Standard Life is warning of a capacity crunch in income drawdown next year as it estimates a third of consumers will opt to access their pension that way.
Following the pension freedoms announced in the Budget, the provider says there will be a five-fold increase in the number of people choosing income drawdown from next April, from 6 per cent of retirees currently to 30 per cent.
The provider says platforms’ operational capability will be “sorely tested” as a result.
Standard Life head of adviser platform propositions David Tiller says: “Many platforms have yet to make the transition to fully clean and unbundled share classes and are having to devote considerable resources to the ongoing conversion in the run-up to the sunset clause in April 2016.
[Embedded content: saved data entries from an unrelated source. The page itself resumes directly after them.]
//! Configuration schema definitions.
//!
//! All types derive Serde traits for deserialization from config files, with
//! defaults so a minimal file (or none at all) is enough to run in proxy
//! mode against a configured origin.

use std::fmt;
use std::path::PathBuf;

use serde::{Deserialize, Serialize};

/// How requests are routed, fixed for the process lifetime.
#[derive(Debug, Clone, Copy, PartialEq, Eq, Default, Deserialize, Serialize, clap::ValueEnum)]
#[serde(rename_all = "lowercase")]
pub enum RunMode {
    /// Always fetch from the origin; cache GET/POST responses as a side
    /// effect.
    #[default]
    Proxy,
    /// Serve purely from cache; 404 on miss, no origin traffic.
    Local,
    /// Cache first, fetch-and-store on miss.
    Hybrid,
}

impl fmt::Display for RunMode {
    fn fmt(&self, f: &mut fmt::Formatter<'_>) -> fmt::Result {
        let name = match self {
            RunMode::Proxy => "proxy",
            RunMode::Local => "local",
            RunMode::Hybrid => "hybrid",
        };
        f.write_str(name)
    }
}

/// Root configuration.
#[derive(Debug, Clone, Deserialize, Serialize, Default)]
#[serde(default)]
pub struct MirrorConfig {
    pub mode: RunMode,

    pub listener: ListenerConfig,

    pub origin: OriginConfig,

    pub cache: CacheConfig,

    pub timeouts: TimeoutConfig,

    pub observability: ObservabilityConfig,
}

/// Listener configuration.
#[derive(Debug, Clone, Deserialize, Serialize)]
#[serde(default)]
pub struct ListenerConfig {
    /// Bind address (e.g., "0.0.0.0:8000").
    pub bind_address: String,

    /// Maximum inbound request body size in bytes. Bodies are fully buffered
    /// (POST keys depend on the whole body), so this bounds memory per
    /// request.
    pub max_body_bytes: usize,
}

impl Default for ListenerConfig {
    fn default() -> Self {
        Self {
            bind_address: "0.0.0.0:8000".to_string(),
            max_body_bytes: 2 * 1024 * 1024,
        }
    }
}

/// Origin server configuration.
#[derive(Debug, Clone, Deserialize, Serialize, Default)]
#[serde(default)]
pub struct OriginConfig {
    /// Base URL of the origin (required for proxy and hybrid modes). In
    /// local mode it only anchors cache key derivation and defaults to
    /// `http://localhost`.
    pub base_url: Option<String>,
}

/// Cache storage configuration.
#[derive(Debug, Clone, Deserialize, Serialize)]
#[serde(default)]
pub struct CacheConfig {
    /// Cache root directory, created at startup if absent.
    pub dir: PathBuf,
}

impl Default for CacheConfig {
    fn default() -> Self {
        Self {
            dir: PathBuf::from("./cache"),
        }
    }
}

/// Timeout configuration.
#[derive(Debug, Clone, Deserialize, Serialize)]
#[serde(default)]
pub struct TimeoutConfig {
    /// Total origin request timeout in seconds. Also bounds the inbound
    /// request through the server timeout layer.
    pub request_secs: u64,
}

impl Default for TimeoutConfig {
    fn default() -> Self {
        Self { request_secs: 30 }
    }
}

/// Observability settings.
#[derive(Debug, Clone, Deserialize, Serialize)]
#[serde(default)]
pub struct ObservabilityConfig {
    /// Log level (trace, debug, info, warn, error).
    pub log_level: String,
}

impl Default for ObservabilityConfig {
    fn default() -> Self {
        Self {
            log_level: "info".to_string(),
        }
    }
}
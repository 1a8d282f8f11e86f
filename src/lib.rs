//! Caching reverse proxy library.
//!
//! Sits in front of an origin server and persists successful responses to a
//! content-addressed on-disk cache keyed by URL (and request body for POST).
//! Three run modes share one request pipeline:
//!
//! - `proxy`: always fetch from the origin, cache GET/POST responses as a
//!   side effect.
//! - `local`: serve purely from cache, 404 on miss, never touch the origin.
//! - `hybrid`: cache first, fall back to the origin on miss and cache the
//!   result.

pub mod cache;
pub mod config;
pub mod handlers;
pub mod http;
pub mod origin;

pub use config::schema::MirrorConfig;
pub use handlers::Dispatcher;
pub use http::HttpServer;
“Having to also build additional scalability to cope with drawdown demand will put even more pressure on their systems.
“The process for setting up and managing drawdown is much more involved than setting up an annuity. Assets need to be invested and often complex withdrawal arrangements made – this is not a ‘light touch’ process for platforms.
“The assets moving into drawdown will also require conversion on many platforms, so the potential for delay and disruption when drawdown is requested could be high for platforms that aren’t prepared.”
Standard Life estimates that a provider which currently deals with 2,000 drawdown customers will be dealing with 10,000 next year, and 20,000 in 2016.